Onun dışında bir başka hususta Ocak ayındaki seçimler. Herhalde Şeyh Hasina ülkeyi kutuplaştırarak, kamplaştırarak Bangladeş halkının bir kısmını arkasına almaya, bloke etmeye çalışıyor. Yani siyasi bir kamplaşmayla birlikte taraftarlarını diri tutmaya, kendi arkasına almaya çalışıyor. Cepheleşme siyaseti uyguluyor diyebilirim.  

Peki seçimlere giderken bu iki kutup çatışır mı? Mesela idamın ardından çıkan olaylarda 15 kişi öldü. Bu olaylar artabilir mi? 
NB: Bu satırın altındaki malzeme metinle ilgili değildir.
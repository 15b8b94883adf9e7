use anyhow::Result;
use serde::{Deserialize, Serialize};

pub const DEFAULT_DIRECTIONS_URL: &str = "https://maps.googleapis.com/maps/api/directions/json";
pub const API_KEY_ENV: &str = "DIRECTIONS_API_KEY";

#[derive(Clone, Debug, PartialEq, Serialize, Deserialize)]
#[serde(default)]
pub struct DirectionsConfig {
    pub base_url: String,
    pub api_key: String,
}

impl Default for DirectionsConfig {
    fn default() -> Self {
        DirectionsConfig {
            base_url: DEFAULT_DIRECTIONS_URL.to_string(),
            api_key: String::new(),
        }
    }
}

#[derive(Clone, Debug, PartialEq, Serialize, Deserialize)]
#[serde(default)]
pub struct NavigationConfig {
    pub deviation_threshold_m: f64,
    pub recalculation_cooldown_ms: i64,
    pub eta_refresh_interval_ms: i64,
    pub camera_update_interval_ms: i64,
    pub camera_pitch: f64,
    pub camera_zoom: f64,
    pub camera_animation_ms: u64,
    pub fallback_speed_kmh: f64,
    pub location_min_interval_ms: i64,
    pub location_min_distance_m: f64,
    pub directions: DirectionsConfig,
}

impl Default for NavigationConfig {
    fn default() -> Self {
        NavigationConfig {
            deviation_threshold_m: 100.0,
            recalculation_cooldown_ms: 10_000,
            eta_refresh_interval_ms: 10_000,
            camera_update_interval_ms: 500,
            camera_pitch: 45.0,
            camera_zoom: 17.0,
            camera_animation_ms: 500,
            fallback_speed_kmh: 30.0,
            location_min_interval_ms: 1000,
            location_min_distance_m: 5.0,
            directions: DirectionsConfig::default(),
        }
    }
}

impl NavigationConfig {
    /// Missing fields keep their defaults. An empty api key is filled from
    /// `DIRECTIONS_API_KEY`.
    pub fn from_json(json: &str) -> Result<Self> {
        let mut config: NavigationConfig = serde_json::from_str(json)?;
        if config.directions.api_key.is_empty() {
            if let Ok(key) = std::env::var(API_KEY_ENV) {
                config.directions.api_key = key;
            }
        }
        config.validate()?;
        Ok(config)
    }

    pub fn validate(&self) -> Result<()> {
        if self.deviation_threshold_m.is_nan() || self.deviation_threshold_m < 0.0 {
            bail!(
                "deviation threshold must be non-negative, got {}",
                self.deviation_threshold_m
            );
        }
        if self.fallback_speed_kmh.is_nan() || self.fallback_speed_kmh <= 0.0 {
            bail!(
                "fallback speed must be positive, got {}",
                self.fallback_speed_kmh
            );
        }
        if self.recalculation_cooldown_ms < 0
            || self.eta_refresh_interval_ms < 0
            || self.camera_update_interval_ms < 0
            || self.location_min_interval_ms < 0
        {
            bail!("intervals must be non-negative");
        }
        Ok(())
    }
}
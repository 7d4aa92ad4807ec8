use crate::error::{Error, Result};
use postgres::{Client, NoTls};
use tracing::debug;

static CREATE_MIGRATIONS_TABLE: &str = r#"
  CREATE TABLE IF NOT EXISTS schema_migrations (
      version BIGINT NOT NULL PRIMARY KEY,
      dirty BOOLEAN NOT NULL
  );
"#;

static LOCK_KEY: &str = "hashtext(current_database() || '.schema_migrations')";

/// Stored in place of a version when a rollback past the first migration is
/// in flight and the marker must stay dirty.
const NIL_VERSION: i64 = -1;

#[derive(Debug, Clone, Copy, PartialEq, Eq, Default)]
pub struct VersionState {
    pub version: Option<u64>,
    pub dirty: bool,
}

impl VersionState {
    /// The version as stored, with -1 standing for no version.
    pub fn raw_version(&self) -> Result<i64> {
        match self.version {
            None => Ok(NIL_VERSION),
            Some(version) => i64::try_from(version).map_err(|_| Error::VersionOutOfRange {
                version: version.to_string(),
            }),
        }
    }
}

/// Where the version marker lives and where migration SQL runs.
pub trait Driver {
    fn lock(&mut self) -> Result<()>;
    fn unlock(&mut self) -> Result<()>;
    fn version(&mut self) -> Result<VersionState>;
    fn set_version(&mut self, version: Option<u64>, dirty: bool) -> Result<()>;
    fn run(&mut self, sql: &str) -> Result<()>;
}

pub struct Db {
    client: Client,
}

impl Db {
    pub fn connect(connection_string: &str) -> Result<Db> {
        let client = Client::connect(connection_string, NoTls)?;
        Ok(Db { client })
    }

    pub fn create_migrations_table(&mut self) -> Result<()> {
        self.client.batch_execute(CREATE_MIGRATIONS_TABLE)?;
        Ok(())
    }
}

impl Driver for Db {
    fn lock(&mut self) -> Result<()> {
        self.client
            .execute(&format!("SELECT pg_advisory_lock({})", LOCK_KEY), &[])?;
        Ok(())
    }

    fn unlock(&mut self) -> Result<()> {
        self.client
            .execute(&format!("SELECT pg_advisory_unlock({})", LOCK_KEY), &[])?;
        Ok(())
    }

    fn version(&mut self) -> Result<VersionState> {
        let row = self
            .client
            .query_opt("SELECT version, dirty FROM schema_migrations LIMIT 1", &[])?;
        let Some(row) = row else {
            return Ok(VersionState::default());
        };
        let version = row.try_get::<_, i64>("version")?;
        let dirty = row.try_get::<_, bool>("dirty")?;
        Ok(VersionState {
            version: u64::try_from(version).ok(),
            dirty,
        })
    }

    fn set_version(&mut self, version: Option<u64>, dirty: bool) -> Result<()> {
        debug!("setting version {:?} (dirty: {})", version, dirty);
        let raw_version = VersionState { version, dirty }.raw_version()?;
        let mut transaction = self.client.transaction()?;
        transaction.batch_execute("TRUNCATE schema_migrations")?;
        if version.is_some() || dirty {
            transaction.execute(
                "INSERT INTO schema_migrations (version, dirty) VALUES ($1, $2)",
                &[&raw_version, &dirty],
            )?;
        }
        transaction.commit()?;
        Ok(())
    }

    fn run(&mut self, sql: &str) -> Result<()> {
        self.client.batch_execute(sql)?;
        Ok(())
    }
}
Evet, sanıyorum ülke karışabilir. Gerçekten de Şeyh Hasina’nın öyle bir derdi yok. Çılgın, yani aklıyla hareket etmediği bir gerçek. Bu çılgınlık ülkeyi yeniden karışıklığa itebilir. General Erşab tarzı bir darbe veya benzeri gelişmeler olabilir. İstikrarsızlık ülkeyi her türlü ihtimale açık hale getirir. Gerçekten de öyle Şeyh Hasina ülkeyi yönetmeye ehil olmadığını bu yargılamayla birlikte göstermiştir. Bu yargılama yargıdaki yolsuzluğu da bir şekilde gösteriyor. Böyle bir dava olamaz. 40 yıl sonra savaş mahkemesi açılıyor. Bu uluslararası standartların dışında. Temyize gönderilen ömür boyu hapis cezası, temyizde idama çevriliyor. 15 günlük af dileme, gözden geçirme talebi yok farz edilerek birden idam cezası uygulanıyor. Bütün bunlar normal değil, anormal şeyler. Anormal hususlarda bir şekilde ülkeyi gerecek ve bir patlama noktasına, bir galeyan haline getirecektir. Maalesef de öyle oluyor. Şunu söyleyebiliriz. Şeyh Hasina, Sisi’ye özendi. Sisi ondan sonra çıktı ama kimin kime özendiği tartışılır. Fakat birbirine özendikleri söylenebilir. Veya Şeyh Hasina, Sisi’ye benziyor. Bu idamlarla birlikte, yanlış noktadaki kararlılığıyla birlikte Sisi’ye benziyor. Allah Bangladeş’i korusun demekten başka elimizden bir şey gelmiyor.